Gott erschien ihm, um ihn auf seine Unwissenheit hinzuweisen, ansonsten wäre er mit dieser Unwissenheit erst nach seinem Tod konfrontiert worden. Kabir erschien ein weiteres Mal und verlangte nach Dani Daram Das, als dieser gerade sein Essen einnahm. Seine Frau sagte zu dem alten Mann: „Er ißt gerade und wird in einer Weile zu euch herunterkommen.“ Doch Kabir verlangte abermals nach Dani Daram Das. Seine Frau sprach: „Ihr seid ein Sünder, ihr wißt nicht, wie man sich benimmt, wenn man ein (fremdes) Haus betritt.“ Kabir erwiderte: „Nicht ich bin der Sünder, ihr seid Sünder, denn in eurer Küche verbrennen Insekten im morschen Feuerholz.“ In diesem Augenblick wurde sie sehr aufmerksam, denn sie pflegten das Holz zu waschen, bevor sie es verbrannten. Doch im Innern des morschen Holzes waren Tausende von Insekten, die mitverbrannten, das konnten sie danach in der Küche feststellen.
Dani Daram Das wurde sehr ärgerlich auf seine Frau: „Du hast dem alten Mann Unrecht getan; es war Gott, der zu uns kam“, und er bedauerte zutiefst ihr Verhalten. Seine Frau entgegnete: „Ein reicher Mann wie du braucht sich deshalb nicht zu sorgen, du kannst einige Yajnas abhalten (ein frommer Brauch, Sadhus, Heilige und Arme zu speisen). Es können viele Fliegen auf der Melasse sitzen.“ Und er begann damit, nur um diesen Heiligen zu sich zurückzuholen. Eine solche Kraft mag ständig an jemandes Seite sein, doch es kann sein, daß derjenige sie während seines ganzen Lebens nicht erkennt. Denn es liegt allein in Seiner Hand, jemanden zu entwickeln, ansonsten kann niemand sich selbst helfen. Nachdem sie viele Yajnas abgehalten hatten, gingen sie bankrott. Sie hatten nicht einmal mehr Geld für Essen. Ihre Aufmerksamkeit war vollkommen auf die richtige Sichtweise des Lebens konzentriert, so daß sie darüber ihre Geschäfte vergaßen. Um der Wahrheit willen wollten sie alles beenden. Kabir gab ihnen diese (dem Weltlichen) vollkommen entgegengesetzte Sichtweise.
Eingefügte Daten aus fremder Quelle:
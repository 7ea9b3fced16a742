//! Timetabling domain models.
//!
//! Provides the input catalogue (staff, subjects, grid configuration)
//! and the output timetable.
//!
//! # Domain Mappings
//!
//! | u-timetable | School | Training Centre |
//! |-------------|--------|-----------------|
//! | Subject | Course | Module |
//! | Staff | Teacher | Trainer |
//! | TimeSlot | Period cell | Session block |
//! | Timetable | Class timetable | Weekly roster |

mod commitments;
mod settings;
mod staff;
mod subject;
mod timetable;

pub use commitments::StaffCommitments;
pub use settings::{BreakRule, ClassDetails, PeriodTiming, ScheduleConfiguration, Weekday};
pub use staff::Staff;
pub use subject::Subject;
pub use timetable::{SlotKind, SlotPosition, StaffConflict, TimeSlot, Timetable};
Schließlich beschlossen sie beide, sich in den Fluß zu stürzen, um ihrem Leben ein Ende zu bereiten. Sie gingen zusammen zum Ganges, und als sie sich gerade ins Wasser stürzen wollten, erschien Kabir, faßte sie am Arm und fragte: „Wo geht ihr hin?“ „O Meister, jetzt, da wir nichts mehr zu essen haben, kommt Ihr, Ihr wäret besser früher gekommen, dann hätten wir auch Euch dienen können.“ Kabir sprach: „Diese Fliege setzt sich nicht auf die Melasse, sie kommt aus Desh.“ Desh bedeutet „aus der ewigen Heimat“. Später, nach der Initiation, fragte Dani Daram Das Kabir: „Woran liegt es, daß sich durch Eure Gnade unser Zustand so verändert hat?“ Kabir antwortete: „Zuvor war euer Zustand wie der eines Hundes, der im Spiegelkabinett wieder und wieder sein eigenes Spiegelbild anbellt ­– das war ein Zustand großer Unwissenheit.“ Er fuhr fort: „Euer Zustand war wie der eines Affen.“ – Der Affe umklammert den Ast sehr fest (wenn man ihn zu fangen versucht), er „hängt“, in jedem Sinn des Wortes, an dem Ast, denn er glaubt, der Ast wird ihn nie verlassen. Und Er sagte weiter: „Ihr wart wie der Löwe. Wenn er sein Spiegelbild im Brunnen sieht, springt er hinein und verliert dort sein Leben. So war euer Zustand, er war so aufgrund eurer Unwissenheit.“ Der Mensch begeht diese Dinge durch seine Unwissenheit, und deshalb ist er an die Welt gebunden. Wenn ihr alles mit richtigem Verstehen tut, gibt es kein Problem. Alles wird so klar werden, wie man es sich nur denken kann. Im Licht der Sonne erscheint alles in seinem ursprünglichen Zustand. Mit richtigem Verstehen können wir unsere Schwächen beobachten und uns selbst helfen, sie zu überwinden.